| Title: | Estimation of Standard Errors using Delta Method | 
| Version: | 0.1.0 | 
| Description: | Delta Method implementation to estimate standard errors with known asymptotic properties within the 'tidyverse' workflow. The Delta Method is a statistical tool that approximates an estimator’s behaviour using a Taylor Expansion. For a comprehensive explanation, please refer to Chapter 3 of van der Vaart (1998, ISBN: 9780511802256). | 
| License: | MIT + file LICENSE | 
| Imports: | dplyr, numDeriv, purrr, rlang, tibble, cli | 
| Suggests: | testthat (≥ 3.0.0), tidyverse | 
| Encoding: | UTF-8 | 
| RoxygenNote: | 7.3.2 | 
| Config/testthat/edition: | 3 | 
| URL: | https://github.com/JavierMtzRdz/tidydelta | 
| BugReports: | https://github.com/JavierMtzRdz/tidydelta/issues | 
| NeedsCompilation: | no | 
| Packaged: | 2024-07-16 13:58:31 UTC; javiermtz | 
| Author: | Javier Martinez-Rodriguez [aut, cre, cph] | 
| Maintainer: | Javier Martinez-Rodriguez <javier.matz.rdz@gmail.com> | 
| Repository: | CRAN | 
| Date/Publication: | 2024-07-18 23:20:02 UTC | 
Extract variables and their names from the formula
Description
Extract variables and their names from the formula
Usage
cases_ext(formula, mean_dta = NULL, cov_dta = NULL)
Arguments
| formula | A formula object specifying the variables of interest. | 
| mean_dta | Vector containing the means of the variables. | 
| cov_dta | Covariance matrix of the variables. | 
Value
list containing objects with variables and formula
Extract variables from a formula
Description
Extracts variables from a formula string.
Usage
ext_bd_var(formula)
Arguments
| formula | A formula object or a character string representing a formula. | 
Value
A named character vector of extracted variables.

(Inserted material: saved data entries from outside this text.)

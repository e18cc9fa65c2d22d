use glam::Vec2;

/// Map a position inside a `width` x `height` rectangle centered at the origin
/// to texture space.
///
/// `u` grows left to right. `v` is flipped so the top edge maps to `v = 0`.
/// The result depends only on the position and the bounding box, never on
/// how the outline was rounded.
#[inline]
pub fn compute_uv(position: Vec2, width: f32, height: f32) -> [f32; 2] {
    let u = (position.x + width * 0.5) / width;
    let v = 1.0 - (position.y + height * 0.5) / height;
    [u, v]
}
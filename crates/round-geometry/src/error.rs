/// Errors reported before any geometry is generated.
#[derive(Clone, Copy, Debug, PartialEq, thiserror::Error)]
pub enum GeometryError {
    #[error("Rectangle dimensions must be positive and finite (got {width} x {height}).")]
    InvalidDimension { width: f32, height: f32 },

    #[error(
        "Segments per rounded corner must be between 1 and {max} (got {0}).",
        max = crate::options::MAX_SEGMENTS_PER_CORNER
    )]
    InvalidSegments(u32),
}

pub type Result<T, E = GeometryError> = std::result::Result<T, E>;

/// Fails fast on non-positive, NaN or infinite dimensions.
pub(crate) fn validate_dimensions(width: f32, height: f32) -> Result<()> {
    let valid = |v: f32| v.is_finite() && v > 0.0;
    if valid(width) && valid(height) {
        Ok(())
    } else {
        Err(GeometryError::InvalidDimension { width, height })
    }
}
use glam::Vec3;
use round_geometry::{CornerRadii, RoundGeometry};

/// Battery gauge housing; the radius equals half the height, so the ends are
/// full semicircles.
pub const BATTERY_SIZE: (f32, f32) = (1.9, 0.2);
pub const BATTERY_RADIUS: f32 = 0.1;

/// Vehicle selector buttons: width, height, corner radius.
pub const BUTTON_SIZE: [f32; 3] = [0.9, 0.25, 0.02];
const BUTTON_MARGIN: f32 = 0.03;
const BUTTONS_PER_ROW: usize = 2;

/// The CPU gauge draws on a plain square plane.
pub const CPU_GAUGE_SIZE: f32 = 2.0;

/// A mesh the dashboard places in its scene.
#[derive(Clone, Debug)]
pub struct Panel {
    pub name: String,
    pub geometry: RoundGeometry,
    pub position: Vec3,
}

impl Panel {
    fn new(name: impl Into<String>, geometry: RoundGeometry, position: Vec3) -> Self {
        Self {
            name: name.into(),
            geometry,
            position,
        }
    }
}

/// Offset that puts a centered mesh's top-left corner at `origin`, slightly in
/// front of the backdrop.
fn top_left_anchor(origin: Vec3, width: f32, height: f32) -> Vec3 {
    origin + Vec3::new(width / 2.0, -height / 2.0, 0.001)
}

/// Every mesh of the telemetry dashboard with `vehicles` selector buttons.
pub fn dashboard_panels(vehicles: usize) -> Vec<Panel> {
    let mut panels = Vec::with_capacity(vehicles + 3);

    let (width, height) = BATTERY_SIZE;
    panels.push(Panel::new(
        "battery",
        RoundGeometry::new(width, height, BATTERY_RADIUS),
        Vec3::new(0.15, -0.8, 0.0),
    ));

    panels.push(Panel::new(
        "cpu",
        RoundGeometry::new(CPU_GAUGE_SIZE, CPU_GAUGE_SIZE, CornerRadii::zero()),
        Vec3::new(0.15, -2.0, 0.0),
    ));

    // Tab-like header: rounded on the left only
    panels.push(Panel::new(
        "header",
        RoundGeometry::new(2.0, 0.4, CornerRadii::new(0.12, 0.0)),
        Vec3::new(0.0, 2.4, 0.0),
    ));

    let [width, height, radius] = BUTTON_SIZE;
    let step_x = width + 2.0 * BUTTON_MARGIN;
    let step_y = height + 2.0 * BUTTON_MARGIN;
    for i in 0..vehicles {
        let origin = Vec3::new(
            -3.5 + (i % BUTTONS_PER_ROW) as f32 * step_x + BUTTON_MARGIN,
            3.0 - (i / BUTTONS_PER_ROW) as f32 * step_y - BUTTON_MARGIN,
            0.0,
        );
        panels.push(Panel::new(
            format!("vehicle-{i}"),
            RoundGeometry::new(width, height, radius),
            top_left_anchor(origin, width, height),
        ));
    }

    panels
}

Convert a formula to an expression
Description
Converts a formula to an expression for further evaluation.
Usage
for_to_exp(formula)
Arguments
| formula | A formula object or a character string representing a formula. | 
Value
The evaluated expression.
Delta Method implementation
Description
Estimates standard errors for transformations of random variables using Delta method.
Usage
tidydelta(
  formula,
  normality_eval = TRUE,
  formula_vars = mean,
  mean_dta = NULL,
  cov_dta = NULL,
  n = NULL,
  conf_lev = 0.95
)
Arguments
| formula | A formula object specifying the variables of interest. | 
| normality_eval | Logical value to run normality test in case of being possible. | 
| formula_vars | The function(s) to apply to the variables in the formula. | 
| mean_dta | Vector containing the means of the variables. | 
| cov_dta | Covariance matrix of the variables. | 
| n | Sample size evaluation (in case that we can evaluate the confidence intervals with different hypnotic sample sizes). | 
| conf_lev | Confidence level for confidence intervals. | 
Value
A tibble with columns for means, standard errors, and optionally, confidence intervals.
Examples
# Equivalent ways to use tidydelta()
library(tidyverse)
x <- rnorm(1000, mean = 5, sd = 2)
y <- rnorm(1000, mean = 15, sd = 3)
bd <- tibble(x, y)
tidydelta(~ y / x,
  conf_lev = .95
)
tidydelta(~ bd$y / bd$x,
  conf_lev = .95
)
bd %>%
  summarise(tidydelta(~ y / x,
    conf_lev = .95
  ))
Recursive search of environment
Description
Recursive search of environment containing object.
Usage
where_env(name, env = rlang::caller_env())
Arguments
| name | Object searched | 
| env | Initial environment to search | 
Value
A named character vector of extracted variables.